Gilead's Yescarta (axicabtagene ciloleucel) and Novartis' Kymriah (tisagenlecleucel) remain the only two products approved for commercial use, but more and more cancer patients are beginning to receive the drugs outside of clinical testing.
Yet the challenges standing in the way of selling the expensive, individualized therapies remain, while new competition has added another option for patients who have failed other, earlier treatments.
For Gilead, such questions fuel doubts its purchase of Kite will pan out how it envisioned when it bought the cell therapy leader two years ago.
Third-quarter sales that show flat growth quarter over quarter won't help, either.
After strong growth from the first quarter to the second, sales declined by $2 million in the period from July to September.

"We continue to see quarterly variations in Yescarta, but we're very confident in its future and the long-term trajectory of our cell therapy platform," said Daniel O'Day, Gilead's new CEO, on a call with investors Thursday afternoon.
O'Day, along with other Gilead executives, noted competition in Yescarta's market has increased, and pointed to clinical trial usage among lymphoma patients as a headwind to commercial CAR-T.
"We ... observed CAR-T eligible patients being enrolled in clinical trials at a much higher rate relative to commercial patients," said Gilead's Chief Financial Officer Robin Washington on the call.
In June, Roche won U.S. approval for and launched its cancer drug Polivy (polatuzumab vedotin), which could challenge CAR-T as a treatment choice for patients previously treated with two or more prior therapies.
Gilead executives didn't give details on the call of Polivy's potential impact to Yescarta, beyond noting that it remains "early days" for the Roche drug's launch.
Yet other developments, such as increased reimbursement for Medicare patients, should be helping fuel Yescarta sales.

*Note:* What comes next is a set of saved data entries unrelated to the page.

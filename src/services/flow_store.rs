// src/services/flow_store.rs
use anyhow::{anyhow, Result};
use std::path::{Path, PathBuf};
use tracing::debug;

use crate::core::parser::{FlowDocument, FlowParser};

/// Source of saved flows. The engine only ever needs to load one by id.
pub trait FlowStore: Send + Sync {
    /// `Ok(None)` when no flow has that id.
    fn load(&self, id: &str) -> Result<Option<FlowDocument>>;
}

/// Flows stored as `<root>/<id>.json`.
#[derive(Debug, Clone)]
pub struct DirectoryFlowStore {
    root: PathBuf,
}

impl DirectoryFlowStore {
    pub fn new(root: impl Into<PathBuf>) -> Self {
        Self { root: root.into() }
    }

    pub fn root(&self) -> &Path {
        &self.root
    }

    fn path_for(&self, id: &str) -> Result<PathBuf> {
        let valid = !id.is_empty()
            && id
                .chars()
                .all(|c| c.is_ascii_alphanumeric() || c == '-' || c == '_');
        if !valid {
            return Err(anyhow!("Invalid flow id '{}'", id));
        }
        Ok(self.root.join(format!("{}.json", id)))
    }
}

impl FlowStore for DirectoryFlowStore {
    fn load(&self, id: &str) -> Result<Option<FlowDocument>> {
        let path = self.path_for(id)?;
        if !path.exists() {
            debug!("Flow '{}' not found at {:?}", id, path);
            return Ok(None);
        }
        let mut doc = FlowParser::from_path(&path)?;
        if doc.id.is_none() {
            doc.id = Some(id.to_string());
        }
        Ok(Some(doc))
    }
}
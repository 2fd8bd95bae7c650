// src/builtins/video.rs
use lazy_static::lazy_static;
use regex::Regex;
use scraper::{Html, Selector};
use serde_json::Value;

use super::extract::parse_selector;
use super::{truncate_chars, Step};
use crate::core::context::ExecutionContext;
use crate::core::error::FlowError;
use crate::core::graph::VideoExtractConfig;

lazy_static! {
    static ref M3U8_RE: Regex = Regex::new(r#"(?i)https?://[^"'\s]+\.m3u8[^"'\s]*"#).unwrap();
    static ref MP4_RE: Regex = Regex::new(r#"(?i)https?://[^"'\s]+\.mp4[^"'\s]*"#).unwrap();
    static ref M3U8_SELECTOR: Selector =
        Selector::parse(r#"source[src*=".m3u8"], video[src*=".m3u8"]"#).unwrap();
    static ref MP4_SELECTOR: Selector =
        Selector::parse(r#"source[src*=".mp4"], video[src*=".mp4"]"#).unwrap();
    static ref IFRAME_SELECTOR: Selector = Selector::parse("iframe[src]").unwrap();
}

const PLAYER_HOSTS: [&str; 4] = ["youtube", "vimeo", "bilibili", "player"];

/// Ordered, de-duplicated link collection.
#[derive(Default)]
struct Links(Vec<String>);

impl Links {
    fn push(&mut self, link: &str) {
        if !link.is_empty() && !self.0.iter().any(|l| l == link) {
            self.0.push(link.to_string());
        }
    }
}

fn scan_media(html: &str, doc: &Html, pattern: &Regex, selector: &Selector, links: &mut Links) {
    for m in pattern.find_iter(html) {
        links.push(m.as_str());
    }
    for el in doc.select(selector) {
        let attrs = el.value();
        if let Some(src) = attrs.attr("src").or_else(|| attrs.attr("data-src")) {
            links.push(src);
        }
    }
}

/// Media URLs found in `html`, in discovery order.
///
/// `extract_type` is `auto`, `m3u8`, `mp4` or `iframe`; custom selectors are
/// always applied and read `src`, then `data-src`, then `href`.
pub fn find_video_links(
    html: &str,
    extract_type: &str,
    custom_selectors: &[String],
) -> Result<Vec<String>, FlowError> {
    let custom = custom_selectors
        .iter()
        .filter(|s| !s.trim().is_empty())
        .map(|s| parse_selector(s))
        .collect::<Result<Vec<_>, _>>()?;

    let doc = Html::parse_document(html);
    let mut links = Links::default();
    let auto = extract_type == "auto";

    if auto || extract_type == "m3u8" {
        scan_media(html, &doc, &M3U8_RE, &M3U8_SELECTOR, &mut links);
    }
    if auto || extract_type == "mp4" {
        scan_media(html, &doc, &MP4_RE, &MP4_SELECTOR, &mut links);
    }
    if auto || extract_type == "iframe" {
        for el in doc.select(&IFRAME_SELECTOR) {
            let src = el.value().attr("src").unwrap_or_default();
            if PLAYER_HOSTS.iter().any(|host| src.contains(host)) {
                links.push(src);
            }
        }
    }

    for selector in &custom {
        for el in doc.select(selector) {
            let attrs = el.value();
            let src = attrs
                .attr("src")
                .filter(|s| !s.is_empty())
                .or_else(|| attrs.attr("data-src").filter(|s| !s.is_empty()))
                .or_else(|| attrs.attr("href"))
                .unwrap_or_default();
            links.push(src);
        }
    }

    Ok(links.0)
}

pub fn run_video_extract(
    cfg: &VideoExtractConfig,
    node_id: &str,
    ctx: &mut ExecutionContext,
) -> Step {
    let node = Some(node_id);
    let html = match ctx.get("resp") {
        None | Some(Value::Null) => {
            ctx.error("Video extract node: No response available", node);
            return Step::Halt;
        }
        Some(resp) => resp
            .get("html")
            .and_then(Value::as_str)
            .unwrap_or_default()
            .to_string(),
    };

    let extract_type = cfg.extract_type();
    ctx.info(format!("Extracting video links (type: {})", extract_type), node);

    match find_video_links(&html, extract_type, &cfg.selectors) {
        Ok(links) => {
            let output_var = cfg.output_var();
            let value = if links.len() == 1 {
                Value::String(links[0].clone())
            } else {
                Value::from(links.clone())
            };
            ctx.set(output_var, value);
            ctx.info(
                format!("Found {} video link(s) in variable \"{}\"", links.len(), output_var),
                node,
            );
            for (i, link) in links.iter().enumerate() {
                ctx.info(format!("  Video {}: {}", i + 1, truncate_chars(link, 80)), node);
            }
            Step::Continue
        }
        Err(e) => {
            ctx.error(format!("Video extract failed: {}", e), node);
            ctx.set_exception(&e);
            Step::Halt
        }
    }
}

#[cfg(test)]
mod tests {
    use super::*;
    use serde_json::json;

    const PAGE: &str = r#"
        <html><body>
          <script>var src = "https://cdn.test/live/index.M3U8?token=1";</script>
          <video data-src="/local.m3u8" src="https://cdn.test/a.m3u8"></video>
          <source src="https://cdn.test/clip.mp4">
          <p>also https://cdn.test/clip.mp4 in text</p>
          <iframe src="https://www.youtube.com/embed/xyz"></iframe>
          <iframe src="https://ads.test/banner"></iframe>
          <a class="dl" href="https://files.test/movie.mkv">download</a>
        </body></html>"#;

    #[test]
    fn test_auto_collects_everything_once() {
        let links = find_video_links(PAGE, "auto", &[]).unwrap();
        assert_eq!(
            links,
            vec![
                "https://cdn.test/live/index.M3U8?token=1",
                "https://cdn.test/a.m3u8",
                "https://cdn.test/clip.mp4",
                "https://www.youtube.com/embed/xyz",
            ]
        );
    }

    #[test]
    fn test_type_filter_and_custom_selectors() {
        assert_eq!(
            find_video_links(PAGE, "iframe", &[]).unwrap(),
            vec!["https://www.youtube.com/embed/xyz"]
        );
        assert_eq!(
            find_video_links(PAGE, "iframe", &["a.dl".to_string()]).unwrap(),
            vec!["https://www.youtube.com/embed/xyz", "https://files.test/movie.mkv"]
        );
        assert!(find_video_links(PAGE, "m3u8", &["a[[".to_string()]).is_err());
    }

    #[test]
    fn test_single_link_is_stored_as_string() {
        let mut ctx = ExecutionContext::with_seed(1);
        ctx.set("resp", json!({ "html": PAGE }));
        let cfg = VideoExtractConfig {
            extract_type: Some("iframe".into()),
            ..Default::default()
        };
        assert_eq!(run_video_extract(&cfg, "v1", &mut ctx), Step::Continue);
        assert_eq!(ctx.get("videoUrl").unwrap(), &json!("https://www.youtube.com/embed/xyz"));

        let cfg = VideoExtractConfig {
            extract_type: Some("mp4".into()),
            output_var: Some("clips".into()),
            ..Default::default()
        };
        ctx.set("resp", json!({ "html": "<p>nothing</p>" }));
        run_video_extract(&cfg, "v2", &mut ctx);
        assert_eq!(ctx.get("clips").unwrap(), &json!([]));
        assert_eq!(
            ctx.logs().last().unwrap().message,
            "Found 0 video link(s) in variable \"clips\""
        );
    }

    #[test]
    fn test_missing_response_halts() {
        let mut ctx = ExecutionContext::with_seed(1);
        let step = run_video_extract(&VideoExtractConfig::default(), "v1", &mut ctx);
        assert_eq!(step, Step::Halt);
    }
}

"The company cited a number of contributing factors to Yescarta's performance (increased reimbursement, improved long term outcomes data, increased centers, initial use in European centers), all of which we would have expected to result in increased, rather than flat, revenue," wrote SVB Leerink analyst Geoffrey Porges in a Oct. 25 note to investors.
The upcoming annual meeting of the American Society of Hematology should be a forum for Gilead to present new data supporting Yescarta. A study testing the therapy in earlier lines of treatment is now fully enrolled, giving the company a potential path toward treating more patients.
O'Day hinted, too, that investors should expect more from the company on its plans in oncology.
"There are opportunities certainly that we can look at outside of cell therapy, and complementary to cell therapy," he said.
"As we go into next year, we'll be laying out deeper and deeper our holistic strategy around oncology that will include cell therapy, but not only cell therapy."